AGREEMENT, made as of this 1st day of December, 1997, by and between CONTINENTAL HOMES
HOLDING CORP., a Delaware corporation (the "Company"), and W. THOMAS HICKCOX (the
W I T N E S S E T H:
WHEREAS, the Board of Directors of the Company has approved the employment of the Employee on the
terms and conditions set forth in this Agreement; and
WHEREAS, the Employee is willing, for the consideration provided, to continue in the employment of the
Company on the terms and conditions set forth in this Agreement;
NOW, THEREFORE, the parties, intending to be legally bound, agree as follows:
1. Employment. The Company hereby agrees to continue to employ the Employee, and the Employee hereby
accepts such continued employment, upon the terms and conditions set forth in this Agreement.
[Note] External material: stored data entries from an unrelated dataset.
//! Ledgers that misbehave on request.

use std::sync::atomic::{AtomicBool, Ordering};
use std::time::Duration;

use async_trait::async_trait;
use credgate::{IncentiveLedger, LedgerError, MemoryLedger};
use credgate_core::{Hash32, Principal};

/// A [`MemoryLedger`] that can be taken offline or made to stall.
///
/// While offline, `mint` fails with `Unavailable`. While stalled, `mint`
/// sleeps for an hour before doing anything, which trips any sane timeout.
/// Balance reads are never affected.
#[derive(Debug, Default)]
pub struct SwitchableLedger {
    inner: MemoryLedger,
    offline: AtomicBool,
    stalled: AtomicBool,
}

impl SwitchableLedger {
    pub fn new() -> Self {
        Self::default()
    }

    pub fn set_offline(&self, offline: bool) {
        self.offline.store(offline, Ordering::SeqCst);
    }

    pub fn set_stalled(&self, stalled: bool) {
        self.stalled.store(stalled, Ordering::SeqCst);
    }
}

#[async_trait]
impl IncentiveLedger for SwitchableLedger {
    async fn mint(
        &self,
        reward_id: &Hash32,
        principal: &Principal,
        amount: u64,
    ) -> Result<u64, LedgerError> {
        if self.stalled.load(Ordering::SeqCst) {
            tokio::time::sleep(Duration::from_secs(3600)).await;
        }
        if self.offline.load(Ordering::SeqCst) {
            return Err(LedgerError::Unavailable("ledger offline".into()));
        }
        self.inner.mint(reward_id, principal, amount).await
    }

    async fn balance_of(&self, principal: &Principal) -> Result<u64, LedgerError> {
        self.inner.balance_of(principal).await
    }
}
2. Term. The term (the "Term") of the Employee's employment under this Agreement shall be the period
commencing on December 1, 1997 and shall continue until November 30, 1999, unless sooner terminated by
termination of the Employee's employment pursuant to Section 5, 6 or 7.
3. Position and Duties. During the Term, the Employee shall serve as President, Chief Executive Officer and
Chief Operating Officer of the Company, and shall have such responsibilities and authority as commensurate with
such office and as may from time to time be prescribed by or pursuant to the Company's By-laws. The Employee
shall devote substantially all of his working time and efforts to the business and affairs of the Company.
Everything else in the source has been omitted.